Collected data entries
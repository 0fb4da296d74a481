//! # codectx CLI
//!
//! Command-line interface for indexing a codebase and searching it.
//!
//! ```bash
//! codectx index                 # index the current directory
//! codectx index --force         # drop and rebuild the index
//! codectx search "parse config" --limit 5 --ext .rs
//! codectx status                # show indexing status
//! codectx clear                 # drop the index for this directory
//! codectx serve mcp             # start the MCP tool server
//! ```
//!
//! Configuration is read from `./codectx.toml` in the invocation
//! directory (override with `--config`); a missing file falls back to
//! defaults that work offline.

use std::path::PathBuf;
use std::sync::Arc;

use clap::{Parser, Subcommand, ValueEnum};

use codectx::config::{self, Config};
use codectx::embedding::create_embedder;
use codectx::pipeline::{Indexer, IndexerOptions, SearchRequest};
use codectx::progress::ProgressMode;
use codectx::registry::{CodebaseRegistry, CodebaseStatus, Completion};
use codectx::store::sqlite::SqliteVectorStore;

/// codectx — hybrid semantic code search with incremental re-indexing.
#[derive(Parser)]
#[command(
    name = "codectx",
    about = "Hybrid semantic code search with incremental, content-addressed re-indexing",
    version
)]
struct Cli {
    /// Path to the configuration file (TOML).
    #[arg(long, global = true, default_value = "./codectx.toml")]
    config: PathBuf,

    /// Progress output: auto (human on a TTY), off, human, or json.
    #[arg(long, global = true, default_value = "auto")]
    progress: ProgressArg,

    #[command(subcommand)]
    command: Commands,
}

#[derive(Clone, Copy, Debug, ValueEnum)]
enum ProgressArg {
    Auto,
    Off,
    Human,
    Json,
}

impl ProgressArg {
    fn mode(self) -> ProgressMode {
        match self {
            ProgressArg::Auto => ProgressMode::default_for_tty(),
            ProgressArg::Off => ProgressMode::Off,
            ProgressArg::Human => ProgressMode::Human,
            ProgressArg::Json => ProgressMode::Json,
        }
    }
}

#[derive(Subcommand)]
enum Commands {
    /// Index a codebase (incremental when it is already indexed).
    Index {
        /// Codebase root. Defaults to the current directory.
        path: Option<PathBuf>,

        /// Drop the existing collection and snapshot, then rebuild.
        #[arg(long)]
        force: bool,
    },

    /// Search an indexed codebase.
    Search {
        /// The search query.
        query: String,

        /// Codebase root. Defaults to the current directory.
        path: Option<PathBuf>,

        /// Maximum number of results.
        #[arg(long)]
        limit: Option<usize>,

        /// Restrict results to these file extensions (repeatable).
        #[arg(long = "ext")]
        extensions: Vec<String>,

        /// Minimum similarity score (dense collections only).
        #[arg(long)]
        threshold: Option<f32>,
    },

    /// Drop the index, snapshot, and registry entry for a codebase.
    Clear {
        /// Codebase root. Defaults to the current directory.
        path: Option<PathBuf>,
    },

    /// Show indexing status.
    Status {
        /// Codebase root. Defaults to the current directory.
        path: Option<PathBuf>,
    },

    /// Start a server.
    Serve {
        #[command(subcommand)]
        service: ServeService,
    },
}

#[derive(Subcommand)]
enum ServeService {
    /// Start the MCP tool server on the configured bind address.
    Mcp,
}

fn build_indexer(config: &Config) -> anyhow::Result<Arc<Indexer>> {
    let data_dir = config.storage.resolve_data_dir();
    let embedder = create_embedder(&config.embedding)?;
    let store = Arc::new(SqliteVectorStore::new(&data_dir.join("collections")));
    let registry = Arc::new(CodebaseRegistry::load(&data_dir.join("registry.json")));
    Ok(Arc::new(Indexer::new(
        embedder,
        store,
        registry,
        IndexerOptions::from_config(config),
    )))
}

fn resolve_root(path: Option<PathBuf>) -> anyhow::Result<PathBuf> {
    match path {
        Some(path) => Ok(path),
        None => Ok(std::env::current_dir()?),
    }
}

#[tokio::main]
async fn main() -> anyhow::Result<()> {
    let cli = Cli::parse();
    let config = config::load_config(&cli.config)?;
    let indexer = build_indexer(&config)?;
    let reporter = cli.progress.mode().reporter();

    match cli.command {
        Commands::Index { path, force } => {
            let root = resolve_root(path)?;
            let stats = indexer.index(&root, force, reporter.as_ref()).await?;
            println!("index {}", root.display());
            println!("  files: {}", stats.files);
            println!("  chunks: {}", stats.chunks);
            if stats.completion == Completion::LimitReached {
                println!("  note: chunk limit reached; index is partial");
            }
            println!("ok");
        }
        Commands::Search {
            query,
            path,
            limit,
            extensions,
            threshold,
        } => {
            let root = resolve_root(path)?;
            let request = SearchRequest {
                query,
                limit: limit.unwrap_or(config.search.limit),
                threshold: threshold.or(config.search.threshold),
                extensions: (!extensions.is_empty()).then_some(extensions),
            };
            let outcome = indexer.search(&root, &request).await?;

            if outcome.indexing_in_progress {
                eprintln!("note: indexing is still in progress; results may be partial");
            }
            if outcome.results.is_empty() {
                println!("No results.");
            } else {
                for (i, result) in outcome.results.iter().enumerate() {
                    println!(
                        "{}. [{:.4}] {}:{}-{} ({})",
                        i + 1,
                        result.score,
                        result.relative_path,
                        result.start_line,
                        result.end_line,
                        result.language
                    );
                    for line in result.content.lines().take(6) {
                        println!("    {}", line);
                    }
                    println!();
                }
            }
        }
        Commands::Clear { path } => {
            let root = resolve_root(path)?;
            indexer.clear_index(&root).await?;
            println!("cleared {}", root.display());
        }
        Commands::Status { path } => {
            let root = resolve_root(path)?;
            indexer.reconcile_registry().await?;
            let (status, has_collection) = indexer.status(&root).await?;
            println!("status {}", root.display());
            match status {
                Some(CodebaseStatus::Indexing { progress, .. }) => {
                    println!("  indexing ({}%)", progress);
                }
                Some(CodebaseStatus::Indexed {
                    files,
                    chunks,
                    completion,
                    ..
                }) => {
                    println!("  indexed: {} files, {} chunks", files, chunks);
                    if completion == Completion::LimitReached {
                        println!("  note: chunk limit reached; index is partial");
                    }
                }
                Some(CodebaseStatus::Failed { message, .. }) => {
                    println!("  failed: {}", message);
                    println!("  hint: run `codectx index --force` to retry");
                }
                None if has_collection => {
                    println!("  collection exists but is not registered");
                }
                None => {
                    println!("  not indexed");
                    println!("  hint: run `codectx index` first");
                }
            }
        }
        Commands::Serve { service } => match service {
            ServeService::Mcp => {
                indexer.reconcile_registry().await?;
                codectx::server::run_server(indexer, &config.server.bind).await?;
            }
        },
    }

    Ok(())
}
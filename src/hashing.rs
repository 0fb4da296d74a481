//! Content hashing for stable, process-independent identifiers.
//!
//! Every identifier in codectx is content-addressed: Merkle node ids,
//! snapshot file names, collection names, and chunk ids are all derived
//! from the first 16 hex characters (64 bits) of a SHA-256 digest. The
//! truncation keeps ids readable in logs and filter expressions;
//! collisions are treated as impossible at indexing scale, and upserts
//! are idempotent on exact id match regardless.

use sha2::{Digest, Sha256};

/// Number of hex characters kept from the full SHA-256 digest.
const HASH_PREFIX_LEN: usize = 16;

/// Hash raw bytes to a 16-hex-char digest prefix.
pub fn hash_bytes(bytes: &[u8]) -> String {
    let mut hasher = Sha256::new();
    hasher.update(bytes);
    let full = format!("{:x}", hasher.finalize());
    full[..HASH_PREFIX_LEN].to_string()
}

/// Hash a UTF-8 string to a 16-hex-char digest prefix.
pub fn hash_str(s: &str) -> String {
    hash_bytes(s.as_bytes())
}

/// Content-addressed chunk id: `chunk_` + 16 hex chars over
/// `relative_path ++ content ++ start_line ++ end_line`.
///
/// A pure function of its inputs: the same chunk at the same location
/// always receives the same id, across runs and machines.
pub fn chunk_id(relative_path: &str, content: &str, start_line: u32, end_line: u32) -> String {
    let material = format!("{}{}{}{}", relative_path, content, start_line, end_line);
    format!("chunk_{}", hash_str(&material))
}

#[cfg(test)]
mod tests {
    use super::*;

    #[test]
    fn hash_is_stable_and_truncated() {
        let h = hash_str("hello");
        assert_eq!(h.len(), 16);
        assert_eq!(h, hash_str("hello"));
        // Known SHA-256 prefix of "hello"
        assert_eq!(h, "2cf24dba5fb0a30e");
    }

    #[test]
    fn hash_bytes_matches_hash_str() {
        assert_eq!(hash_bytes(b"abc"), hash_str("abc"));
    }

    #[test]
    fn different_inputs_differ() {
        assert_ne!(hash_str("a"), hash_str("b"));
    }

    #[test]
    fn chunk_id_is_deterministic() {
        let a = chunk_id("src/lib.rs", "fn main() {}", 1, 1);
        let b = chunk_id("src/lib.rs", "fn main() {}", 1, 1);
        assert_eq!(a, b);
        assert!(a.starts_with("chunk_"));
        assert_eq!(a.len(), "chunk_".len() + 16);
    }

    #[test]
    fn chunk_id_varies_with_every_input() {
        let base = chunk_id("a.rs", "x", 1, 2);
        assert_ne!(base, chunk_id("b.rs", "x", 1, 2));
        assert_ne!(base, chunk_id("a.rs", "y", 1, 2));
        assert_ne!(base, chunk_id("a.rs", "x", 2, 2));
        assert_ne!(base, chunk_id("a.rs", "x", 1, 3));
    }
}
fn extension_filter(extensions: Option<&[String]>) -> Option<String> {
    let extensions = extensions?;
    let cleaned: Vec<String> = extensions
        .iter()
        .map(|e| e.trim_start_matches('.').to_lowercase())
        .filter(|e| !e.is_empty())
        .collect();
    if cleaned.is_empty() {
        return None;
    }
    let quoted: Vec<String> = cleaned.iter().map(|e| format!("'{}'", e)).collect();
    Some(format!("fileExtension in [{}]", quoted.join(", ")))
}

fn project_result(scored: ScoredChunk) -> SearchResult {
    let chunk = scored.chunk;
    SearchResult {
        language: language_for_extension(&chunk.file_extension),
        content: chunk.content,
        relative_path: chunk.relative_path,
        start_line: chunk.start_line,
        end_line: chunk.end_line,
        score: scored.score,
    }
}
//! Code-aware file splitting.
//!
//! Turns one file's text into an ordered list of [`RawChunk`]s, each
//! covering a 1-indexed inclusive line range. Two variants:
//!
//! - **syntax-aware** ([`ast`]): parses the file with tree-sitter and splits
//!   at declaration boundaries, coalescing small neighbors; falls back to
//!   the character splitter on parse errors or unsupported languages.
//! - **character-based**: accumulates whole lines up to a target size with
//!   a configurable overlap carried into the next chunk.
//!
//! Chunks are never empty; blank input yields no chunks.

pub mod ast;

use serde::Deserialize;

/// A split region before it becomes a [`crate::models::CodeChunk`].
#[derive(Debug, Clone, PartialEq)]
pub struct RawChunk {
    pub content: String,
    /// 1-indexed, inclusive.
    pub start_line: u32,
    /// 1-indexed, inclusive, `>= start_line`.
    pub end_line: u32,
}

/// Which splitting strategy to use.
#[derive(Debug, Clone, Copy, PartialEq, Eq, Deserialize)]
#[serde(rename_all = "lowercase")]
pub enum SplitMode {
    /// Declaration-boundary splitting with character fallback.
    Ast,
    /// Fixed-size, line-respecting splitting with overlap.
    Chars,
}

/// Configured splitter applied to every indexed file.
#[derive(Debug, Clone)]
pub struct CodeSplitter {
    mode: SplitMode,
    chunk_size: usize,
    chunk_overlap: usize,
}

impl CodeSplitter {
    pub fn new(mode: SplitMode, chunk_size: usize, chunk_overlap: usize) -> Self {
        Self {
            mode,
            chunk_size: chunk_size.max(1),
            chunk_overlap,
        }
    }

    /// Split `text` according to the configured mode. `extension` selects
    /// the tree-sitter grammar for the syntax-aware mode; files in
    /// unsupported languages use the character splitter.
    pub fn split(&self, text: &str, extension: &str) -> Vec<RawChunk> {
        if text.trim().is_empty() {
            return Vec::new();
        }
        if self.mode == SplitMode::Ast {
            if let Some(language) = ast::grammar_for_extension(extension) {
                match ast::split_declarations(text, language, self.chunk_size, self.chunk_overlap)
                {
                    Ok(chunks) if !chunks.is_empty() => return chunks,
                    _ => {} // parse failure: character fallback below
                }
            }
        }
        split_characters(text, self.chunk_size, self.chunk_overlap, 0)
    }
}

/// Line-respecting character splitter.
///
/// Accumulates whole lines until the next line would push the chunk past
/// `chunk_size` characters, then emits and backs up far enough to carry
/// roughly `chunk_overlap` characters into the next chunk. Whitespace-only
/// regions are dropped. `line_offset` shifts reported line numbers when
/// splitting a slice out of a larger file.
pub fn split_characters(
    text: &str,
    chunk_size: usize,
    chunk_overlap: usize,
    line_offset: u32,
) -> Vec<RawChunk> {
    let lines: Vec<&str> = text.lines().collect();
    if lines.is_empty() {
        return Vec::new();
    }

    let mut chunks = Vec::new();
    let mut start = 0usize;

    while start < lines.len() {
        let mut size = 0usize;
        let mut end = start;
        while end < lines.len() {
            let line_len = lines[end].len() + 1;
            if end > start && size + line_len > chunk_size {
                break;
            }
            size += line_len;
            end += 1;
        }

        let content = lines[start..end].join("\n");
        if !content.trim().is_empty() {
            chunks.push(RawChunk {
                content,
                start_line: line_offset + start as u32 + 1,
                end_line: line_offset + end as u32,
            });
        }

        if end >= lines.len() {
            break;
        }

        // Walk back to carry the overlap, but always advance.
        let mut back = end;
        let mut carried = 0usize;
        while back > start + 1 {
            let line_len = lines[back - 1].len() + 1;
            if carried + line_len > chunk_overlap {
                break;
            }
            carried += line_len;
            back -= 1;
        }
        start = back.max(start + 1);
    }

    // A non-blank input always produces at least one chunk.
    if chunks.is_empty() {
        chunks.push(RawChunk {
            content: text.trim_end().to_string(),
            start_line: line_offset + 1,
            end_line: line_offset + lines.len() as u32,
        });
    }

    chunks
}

**DESCRIPTION OF THE TASK:** Show me all lines in the records that contain "anyhow".

**RESPONSE TO THE TASK:**
fn build_indexer(config: &Config) -> anyhow::Result<Arc<Indexer>> {
fn resolve_root(path: Option<PathBuf>) -> anyhow::Result<PathBuf> {
async fn main() -> anyhow::Result<()> {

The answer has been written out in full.